Abstract

Darwin proposed natural selection as the main evolutionary mechanism in 1859. However, he did not think that this was the only process by which new species were generated. It was the so-called Modern Synthesis who established natural selection as the only mechanism responsible for evolution. Since then, the evolutionary process is explained by the pair mutation-adaptation: new species are generated by the appearance of new mutations, which in case of allowing new adaptations to the environment, they will be fixed and organisms will survive, therefore resulting in new species. An alternative view to the plasticity promoted by the adaptationist program is to think organisms as truly organized structures, having different levels of structural organization, which would mean that not every form is possible, but only those that correspond to a certain building plan. This would be reflected in the appearance of structural constraints, showing the limits imposed to the organism during its evolutionary development. In this work, I studied the ontogeny and development of three species of the genus Trophon by geometric morphometrics, in order to clarify important concepts in evolutionary developmental biology (Evo-Devo).
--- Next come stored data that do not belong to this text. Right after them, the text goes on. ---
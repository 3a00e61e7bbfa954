// ABOUTME: Change bus shared by application instances and a store wrapper that publishes to it.
// ABOUTME: Every successful write through an ObservedStore announces {key, old, new, origin}.

use std::sync::Arc;

use async_trait::async_trait;
use serde::Serialize;
use tokio::sync::broadcast;
use ulid::Ulid;

use crate::store::{DurableStore, StoreError};

/// Identity of one application instance writing to a shared medium.
pub type ContextId = Ulid;

/// A key changed on the shared medium.
#[derive(Debug, Clone, PartialEq, Eq, Serialize)]
#[serde(rename_all = "camelCase")]
pub struct StorageEvent {
    pub key: String,
    pub old_value: Option<String>,
    pub new_value: Option<String>,
    pub origin: ContextId,
}

/// Broadcast channel of storage events. Delivery is best-effort: a slow
/// subscriber may miss events.
#[derive(Debug, Clone)]
pub struct ChangeBus {
    tx: broadcast::Sender<StorageEvent>,
}

impl Default for ChangeBus {
    fn default() -> Self {
        Self::new(256)
    }
}

impl ChangeBus {
    /// A bus buffering up to `capacity` events per subscriber (at least one).
    pub fn new(capacity: usize) -> Self {
        let (tx, _) = broadcast::channel(capacity.max(1));
        Self { tx }
    }

    pub fn publish(&self, event: StorageEvent) {
        // No subscribers is fine.
        let _ = self.tx.send(event);
    }

    pub fn subscribe(&self) -> broadcast::Receiver<StorageEvent> {
        self.tx.subscribe()
    }
}

/// Wraps a medium so that this instance's writes are announced on the bus,
/// tagged with its `ContextId`.
pub struct ObservedStore {
    inner: Arc<dyn DurableStore>,
    origin: ContextId,
    bus: ChangeBus,
}

impl ObservedStore {
    pub fn new(inner: Arc<dyn DurableStore>, origin: ContextId, bus: ChangeBus) -> Self {
        Self { inner, origin, bus }
    }

    pub fn origin(&self) -> ContextId {
        self.origin
    }

    /// Previous value for the event payload. A failed read only loses
    /// detail in the notification, so it is not an error.
    async fn previous(&self, key: &str) -> Option<String> {
        self.inner.get(key).await.ok().flatten()
    }
}

#[async_trait]
impl DurableStore for ObservedStore {
    async fn get(&self, key: &str) -> Result<Option<String>, StoreError> {
        self.inner.get(key).await
    }

    async fn set(&self, key: &str, value: &str) -> Result<(), StoreError> {
        let old_value = self.previous(key).await;
        self.inner.set(key, value).await?;
        self.bus.publish(StorageEvent {
            key: key.to_string(),
            old_value,
            new_value: Some(value.to_string()),
            origin: self.origin,
        });
        Ok(())
    }

    async fn remove(&self, key: &str) -> Result<(), StoreError> {
        let old_value = self.previous(key).await;
        self.inner.remove(key).await?;
        if old_value.is_some() {
            self.bus.publish(StorageEvent {
                key: key.to_string(),
                old_value,
                new_value: None,
                origin: self.origin,
            });
        }
        Ok(())
    }

    async fn keys(&self, prefix: &str) -> Result<Vec<String>, StoreError> {
        self.inner.keys(prefix).await
    }

    async fn probe(&self) -> Result<(), StoreError> {
        // Probing the raw medium keeps the sentinel key off the bus.
        self.inner.probe().await
    }
}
Integrating theoretical and empirical investigations, I could propose a new conceptual framework for heterochrony in a context of a complex theory of recapitulation. Furthermore, I could detect a developmental constraint in Trophon, which provided an opportunity to reconstruct the concept of constraint and propose a synthesis between heterochrony and constraint that explained evolution as a process fueled by them, that is, as directive and driving force.